Please report every line from the material that contains the word "impl".

* [Records supplied]:
· · · · · · ·
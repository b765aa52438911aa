//! Network interface objects
//!
//! Interfaces are owned by the device stack (see [`crate::stack`]); the
//! bridge core only holds cloned handles. Each interface carries the
//! atomically-published port association cell that the data plane reads
//! without locking.

use crate::hwaddr::HwAddr;
use crate::port::PortRecord;
use crossbeam::epoch::{self, Atomic};
use std::sync::atomic::{AtomicBool, Ordering};
use std::sync::{Arc, Mutex};

/// Kind of a registered interface
#[derive(Debug, Clone, Copy, PartialEq, Eq)]
pub enum IfaceKind {
    /// A bridge device created by this manager
    Bridge,
    /// An ordinary ethernet device eligible for enslavement
    Ethernet,
}

/// A network interface as seen by the bridge core
///
/// The stack that registered the interface controls its lifetime; bridge
/// code records associations on it but never unregisters it on its own
/// (teardown asks the stack to do that).
pub struct NetIface {
    /// Stable device index assigned at registration
    index: u32,

    /// Interface name (e.g., "brig0", "eth0")
    name: String,

    /// Device kind, fixed at registration
    kind: IfaceKind,

    /// Current hardware address
    addr: Mutex<HwAddr>,

    /// Whether the interface is currently registered with the stack
    registered: AtomicBool,

    /// Administrative up/down state
    admin_up: AtomicBool,

    /// Advisory flag: this interface is enslaved to a bridge
    bridge_port: AtomicBool,

    /// Whether the bridge receive intercept is installed
    intercept: AtomicBool,

    /// Published interface-to-port association, read lock-free by the
    /// data plane. Null when the interface is not enslaved.
    port_cell: Atomic<PortRecord>,
}

/// Shared handle to a registered interface
pub type IfaceHandle = Arc<NetIface>;

impl NetIface {
    pub(crate) fn new(index: u32, name: &str, kind: IfaceKind, addr: HwAddr) -> Self {
        Self {
            index,
            name: name.to_string(),
            kind,
            addr: Mutex::new(addr),
            registered: AtomicBool::new(true),
            admin_up: AtomicBool::new(false),
            bridge_port: AtomicBool::new(false),
            intercept: AtomicBool::new(false),
            port_cell: Atomic::null(),
        }
    }

    /// Stable device index
    pub fn index(&self) -> u32 {
        self.index
    }

    /// Interface name
    pub fn name(&self) -> &str {
        &self.name
    }

    /// Device kind
    pub fn kind(&self) -> IfaceKind {
        self.kind
    }

    /// Current hardware address
    pub fn addr(&self) -> HwAddr {
        *self.addr.lock().unwrap()
    }

    pub(crate) fn set_addr(&self, addr: HwAddr) {
        *self.addr.lock().unwrap() = addr;
    }

    /// Whether the interface is still registered with the stack
    pub fn is_registered(&self) -> bool {
        self.registered.load(Ordering::SeqCst)
    }

    pub(crate) fn set_registered(&self, registered: bool) {
        self.registered.store(registered, Ordering::SeqCst);
    }

    /// Administrative up/down state
    pub fn is_admin_up(&self) -> bool {
        self.admin_up.load(Ordering::SeqCst)
    }

    pub(crate) fn set_admin_up(&self, up: bool) {
        self.admin_up.store(up, Ordering::SeqCst);
    }

    /// Advisory flag: enslaved to a bridge
    pub fn is_bridge_port(&self) -> bool {
        self.bridge_port.load(Ordering::SeqCst)
    }

    pub(crate) fn set_bridge_port(&self, enslaved: bool) {
        self.bridge_port.store(enslaved, Ordering::SeqCst);
    }

    /// Whether the bridge receive intercept is installed
    pub fn intercept_installed(&self) -> bool {
        self.intercept.load(Ordering::SeqCst)
    }

    pub(crate) fn set_intercept(&self, installed: bool) {
        self.intercept.store(installed, Ordering::SeqCst);
    }

    pub(crate) fn port_cell(&self) -> &Atomic<PortRecord> {
        &self.port_cell
    }
}

impl Drop for NetIface {
    fn drop(&mut self) {
        // A record still published here can have no remaining readers:
        // this is the last handle. Reclaim it directly.
        let cell = std::mem::replace(&mut self.port_cell, Atomic::null());
        let shared = cell.load(Ordering::Relaxed, unsafe { epoch::unprotected() });
        if !shared.is_null() {
            drop(unsafe { shared.into_owned() });
        }
    }
}

impl std::fmt::Debug for NetIface {
    fn fmt(&self, f: &mut std::fmt::Formatter<'_>) -> std::fmt::Result {
        f.debug_struct("NetIface")
            .field("index", &self.index)
            .field("name", &self.name)
            .field("kind", &self.kind)
            .field("registered", &self.is_registered())
            .field("admin_up", &self.is_admin_up())
            .field("bridge_port", &self.is_bridge_port())
            .finish()
    }
}

#[cfg(test)]
mod tests {
    use super::*;

    #[test]
    fn test_new_iface_state() {
        let iface = NetIface::new(3, "eth0", IfaceKind::Ethernet, HwAddr::local_assigned(3));
        assert_eq!(iface.index(), 3);
        assert_eq!(iface.name(), "eth0");
        assert_eq!(iface.kind(), IfaceKind::Ethernet);
        assert!(iface.is_registered());
        assert!(!iface.is_admin_up());
        assert!(!iface.is_bridge_port());
        assert!(!iface.intercept_installed());
    }

    #[test]
    fn test_drop_reclaims_published_record() {
        // No readers exist; dropping the last handle must free the record
        // without going through a detach.
        let iface = NetIface::new(7, "eth7", IfaceKind::Ethernet, HwAddr::local_assigned(7));
        crate::port::publish(iface.port_cell(), PortRecord::new(0, 7, "eth7"));
        drop(iface);
    }
}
· · · · · · ·
* [Task response]:
impl NetIface {
impl Drop for NetIface {
impl std::fmt::Debug for NetIface {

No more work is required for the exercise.